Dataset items
# # #

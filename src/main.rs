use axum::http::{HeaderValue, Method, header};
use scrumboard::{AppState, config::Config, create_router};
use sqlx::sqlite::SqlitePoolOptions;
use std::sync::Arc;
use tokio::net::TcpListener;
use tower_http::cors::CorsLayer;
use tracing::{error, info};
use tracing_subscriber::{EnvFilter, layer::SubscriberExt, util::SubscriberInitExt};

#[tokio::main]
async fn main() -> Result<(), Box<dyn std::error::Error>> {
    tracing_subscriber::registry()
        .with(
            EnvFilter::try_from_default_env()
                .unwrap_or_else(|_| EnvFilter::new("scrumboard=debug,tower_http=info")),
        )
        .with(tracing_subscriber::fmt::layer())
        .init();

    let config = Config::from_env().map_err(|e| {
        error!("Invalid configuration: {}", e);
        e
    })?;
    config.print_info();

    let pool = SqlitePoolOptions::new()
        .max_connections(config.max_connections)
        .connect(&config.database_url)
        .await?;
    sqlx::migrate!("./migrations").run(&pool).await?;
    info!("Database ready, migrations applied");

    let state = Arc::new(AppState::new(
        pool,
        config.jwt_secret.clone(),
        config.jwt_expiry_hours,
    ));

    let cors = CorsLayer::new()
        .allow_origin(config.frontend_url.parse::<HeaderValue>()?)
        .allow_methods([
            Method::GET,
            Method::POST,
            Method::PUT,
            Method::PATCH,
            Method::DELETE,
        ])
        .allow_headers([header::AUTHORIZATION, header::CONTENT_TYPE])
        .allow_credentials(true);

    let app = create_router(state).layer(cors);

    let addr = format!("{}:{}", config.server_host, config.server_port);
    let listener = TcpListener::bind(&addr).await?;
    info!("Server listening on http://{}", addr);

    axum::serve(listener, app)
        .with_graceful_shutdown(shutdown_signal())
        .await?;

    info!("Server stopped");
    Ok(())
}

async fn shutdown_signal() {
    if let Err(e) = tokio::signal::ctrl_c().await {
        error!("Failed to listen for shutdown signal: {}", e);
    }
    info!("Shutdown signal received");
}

# # #

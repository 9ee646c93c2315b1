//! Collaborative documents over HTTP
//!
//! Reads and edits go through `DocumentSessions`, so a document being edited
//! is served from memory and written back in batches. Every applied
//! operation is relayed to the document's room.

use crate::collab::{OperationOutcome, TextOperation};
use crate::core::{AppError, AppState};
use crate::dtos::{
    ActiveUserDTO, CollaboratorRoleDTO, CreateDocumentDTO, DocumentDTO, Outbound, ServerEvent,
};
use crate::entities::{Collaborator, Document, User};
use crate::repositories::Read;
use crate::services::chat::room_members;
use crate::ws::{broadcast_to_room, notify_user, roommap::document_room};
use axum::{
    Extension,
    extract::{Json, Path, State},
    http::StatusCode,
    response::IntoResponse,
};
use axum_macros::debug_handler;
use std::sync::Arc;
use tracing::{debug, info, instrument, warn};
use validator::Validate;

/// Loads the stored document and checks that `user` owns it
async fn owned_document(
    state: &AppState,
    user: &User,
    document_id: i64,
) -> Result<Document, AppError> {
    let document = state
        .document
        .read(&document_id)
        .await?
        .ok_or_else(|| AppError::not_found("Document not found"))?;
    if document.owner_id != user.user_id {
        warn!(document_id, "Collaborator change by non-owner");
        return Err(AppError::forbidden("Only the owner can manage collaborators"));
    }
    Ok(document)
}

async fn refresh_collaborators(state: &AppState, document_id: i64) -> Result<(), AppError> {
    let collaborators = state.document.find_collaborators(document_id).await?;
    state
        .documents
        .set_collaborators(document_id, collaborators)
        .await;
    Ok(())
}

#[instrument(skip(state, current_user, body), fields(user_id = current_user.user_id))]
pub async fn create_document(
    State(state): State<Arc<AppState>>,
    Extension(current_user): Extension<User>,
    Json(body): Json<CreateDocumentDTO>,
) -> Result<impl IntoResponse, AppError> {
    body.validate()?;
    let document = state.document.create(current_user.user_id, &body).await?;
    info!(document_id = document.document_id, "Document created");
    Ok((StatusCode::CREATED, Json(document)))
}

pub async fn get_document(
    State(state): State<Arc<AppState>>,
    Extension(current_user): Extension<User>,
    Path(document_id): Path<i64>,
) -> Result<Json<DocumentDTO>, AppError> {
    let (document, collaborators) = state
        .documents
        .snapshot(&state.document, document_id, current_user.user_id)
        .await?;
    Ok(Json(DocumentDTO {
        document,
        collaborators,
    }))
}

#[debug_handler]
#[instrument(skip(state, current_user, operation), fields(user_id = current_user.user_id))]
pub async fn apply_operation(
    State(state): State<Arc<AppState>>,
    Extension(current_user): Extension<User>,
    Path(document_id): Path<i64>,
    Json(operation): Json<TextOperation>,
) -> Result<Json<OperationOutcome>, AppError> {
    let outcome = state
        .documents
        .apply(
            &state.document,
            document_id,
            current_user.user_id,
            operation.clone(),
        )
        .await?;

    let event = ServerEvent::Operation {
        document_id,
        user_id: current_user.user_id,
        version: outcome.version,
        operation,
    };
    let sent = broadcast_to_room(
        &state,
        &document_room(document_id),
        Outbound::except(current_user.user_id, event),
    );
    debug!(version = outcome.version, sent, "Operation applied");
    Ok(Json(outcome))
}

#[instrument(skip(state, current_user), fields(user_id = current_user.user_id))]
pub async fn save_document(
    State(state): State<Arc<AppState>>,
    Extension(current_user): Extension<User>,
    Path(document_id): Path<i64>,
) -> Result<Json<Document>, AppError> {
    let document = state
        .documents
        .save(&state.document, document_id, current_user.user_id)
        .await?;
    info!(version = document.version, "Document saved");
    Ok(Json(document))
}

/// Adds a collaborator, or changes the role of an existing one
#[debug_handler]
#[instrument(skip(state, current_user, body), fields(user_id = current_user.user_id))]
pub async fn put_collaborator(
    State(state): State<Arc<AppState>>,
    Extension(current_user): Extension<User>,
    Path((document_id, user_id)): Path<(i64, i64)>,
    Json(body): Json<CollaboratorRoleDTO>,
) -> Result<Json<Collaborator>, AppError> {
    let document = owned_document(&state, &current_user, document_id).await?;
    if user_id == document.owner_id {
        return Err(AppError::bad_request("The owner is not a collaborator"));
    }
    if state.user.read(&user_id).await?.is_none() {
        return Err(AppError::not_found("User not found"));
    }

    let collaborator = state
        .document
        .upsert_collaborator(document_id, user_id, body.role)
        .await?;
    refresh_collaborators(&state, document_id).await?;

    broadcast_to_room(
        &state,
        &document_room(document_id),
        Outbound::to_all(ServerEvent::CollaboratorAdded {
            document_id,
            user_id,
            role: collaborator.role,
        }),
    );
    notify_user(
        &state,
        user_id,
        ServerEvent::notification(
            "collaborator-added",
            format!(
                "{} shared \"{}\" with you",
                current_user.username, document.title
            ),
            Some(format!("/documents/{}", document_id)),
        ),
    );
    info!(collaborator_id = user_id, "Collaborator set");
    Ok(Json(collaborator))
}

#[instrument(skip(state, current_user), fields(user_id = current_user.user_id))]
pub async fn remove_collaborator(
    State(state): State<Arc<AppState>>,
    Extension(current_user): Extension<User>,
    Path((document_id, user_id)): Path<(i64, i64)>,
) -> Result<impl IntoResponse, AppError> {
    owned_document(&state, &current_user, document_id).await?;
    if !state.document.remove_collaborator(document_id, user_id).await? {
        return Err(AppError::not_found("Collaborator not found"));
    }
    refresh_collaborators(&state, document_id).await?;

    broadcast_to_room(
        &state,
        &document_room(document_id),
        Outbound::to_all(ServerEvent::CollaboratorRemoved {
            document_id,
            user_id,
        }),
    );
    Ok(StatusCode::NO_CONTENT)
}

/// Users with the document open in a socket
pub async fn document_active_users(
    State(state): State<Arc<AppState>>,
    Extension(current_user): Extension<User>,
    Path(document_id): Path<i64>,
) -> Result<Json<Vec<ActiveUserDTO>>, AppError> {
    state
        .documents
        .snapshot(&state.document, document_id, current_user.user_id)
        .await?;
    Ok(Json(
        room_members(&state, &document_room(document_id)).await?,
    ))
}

# # #

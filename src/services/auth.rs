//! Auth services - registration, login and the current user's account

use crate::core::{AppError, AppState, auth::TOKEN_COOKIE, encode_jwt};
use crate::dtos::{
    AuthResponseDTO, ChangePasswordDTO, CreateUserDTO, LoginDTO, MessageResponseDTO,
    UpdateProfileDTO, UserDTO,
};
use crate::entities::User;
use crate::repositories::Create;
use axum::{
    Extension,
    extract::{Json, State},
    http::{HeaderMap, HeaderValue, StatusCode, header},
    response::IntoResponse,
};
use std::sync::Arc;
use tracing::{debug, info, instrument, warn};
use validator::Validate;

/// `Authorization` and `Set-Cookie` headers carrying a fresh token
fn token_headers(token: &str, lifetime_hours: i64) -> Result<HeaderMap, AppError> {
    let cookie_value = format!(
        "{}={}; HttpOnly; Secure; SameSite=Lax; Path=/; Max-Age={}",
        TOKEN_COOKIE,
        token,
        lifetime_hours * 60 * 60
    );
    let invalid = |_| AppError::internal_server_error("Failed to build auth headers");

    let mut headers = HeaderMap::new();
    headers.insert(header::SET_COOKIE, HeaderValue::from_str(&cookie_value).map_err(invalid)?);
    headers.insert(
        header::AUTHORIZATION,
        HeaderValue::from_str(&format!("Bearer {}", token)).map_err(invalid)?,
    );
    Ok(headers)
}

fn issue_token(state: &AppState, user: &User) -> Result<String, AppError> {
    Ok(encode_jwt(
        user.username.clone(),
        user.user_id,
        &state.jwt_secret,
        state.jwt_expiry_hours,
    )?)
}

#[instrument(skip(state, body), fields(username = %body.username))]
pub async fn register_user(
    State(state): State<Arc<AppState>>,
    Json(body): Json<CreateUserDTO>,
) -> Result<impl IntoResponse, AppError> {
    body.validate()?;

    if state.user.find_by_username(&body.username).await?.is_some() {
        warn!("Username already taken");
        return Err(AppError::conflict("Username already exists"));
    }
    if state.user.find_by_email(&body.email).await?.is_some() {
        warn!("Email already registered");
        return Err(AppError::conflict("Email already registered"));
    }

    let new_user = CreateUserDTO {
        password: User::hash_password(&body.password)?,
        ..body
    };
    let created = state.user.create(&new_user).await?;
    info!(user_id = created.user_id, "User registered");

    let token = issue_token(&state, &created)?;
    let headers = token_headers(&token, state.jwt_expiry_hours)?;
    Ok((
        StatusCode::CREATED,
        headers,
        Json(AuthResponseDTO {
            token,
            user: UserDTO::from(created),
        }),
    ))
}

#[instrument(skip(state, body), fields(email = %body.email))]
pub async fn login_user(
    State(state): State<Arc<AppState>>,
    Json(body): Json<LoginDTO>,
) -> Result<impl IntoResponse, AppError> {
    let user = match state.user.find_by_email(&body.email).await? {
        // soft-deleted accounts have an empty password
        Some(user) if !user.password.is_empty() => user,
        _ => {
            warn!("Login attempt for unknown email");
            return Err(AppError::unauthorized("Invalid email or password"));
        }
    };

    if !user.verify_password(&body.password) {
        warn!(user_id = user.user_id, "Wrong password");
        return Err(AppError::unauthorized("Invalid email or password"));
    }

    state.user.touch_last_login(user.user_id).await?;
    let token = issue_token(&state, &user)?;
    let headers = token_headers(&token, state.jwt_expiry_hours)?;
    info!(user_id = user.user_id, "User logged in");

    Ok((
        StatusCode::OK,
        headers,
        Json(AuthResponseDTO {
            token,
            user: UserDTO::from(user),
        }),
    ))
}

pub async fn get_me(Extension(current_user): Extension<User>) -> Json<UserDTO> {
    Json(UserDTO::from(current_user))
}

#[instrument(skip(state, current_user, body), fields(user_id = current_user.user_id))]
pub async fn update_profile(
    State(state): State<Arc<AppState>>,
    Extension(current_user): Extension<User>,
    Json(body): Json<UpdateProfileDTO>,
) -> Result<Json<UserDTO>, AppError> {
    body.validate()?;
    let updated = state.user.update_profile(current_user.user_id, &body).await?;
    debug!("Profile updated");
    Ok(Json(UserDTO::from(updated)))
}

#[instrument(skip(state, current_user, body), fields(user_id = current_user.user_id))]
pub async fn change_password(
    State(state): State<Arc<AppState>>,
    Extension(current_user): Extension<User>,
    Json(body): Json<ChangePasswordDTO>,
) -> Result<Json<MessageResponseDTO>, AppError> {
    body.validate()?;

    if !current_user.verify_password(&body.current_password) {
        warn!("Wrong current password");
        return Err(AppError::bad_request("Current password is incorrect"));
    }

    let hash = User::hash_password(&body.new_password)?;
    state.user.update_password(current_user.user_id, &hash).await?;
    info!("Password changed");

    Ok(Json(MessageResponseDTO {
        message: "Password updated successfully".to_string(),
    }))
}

# # #

# [Instructions to follow]
Every line in the records above that contains the word "applied" is to be copied out.

# [Reply]
    info!("Database ready, migrations applied");
//! is served from memory and written back in batches. Every applied
    debug!(version = outcome.version, sent, "Operation applied");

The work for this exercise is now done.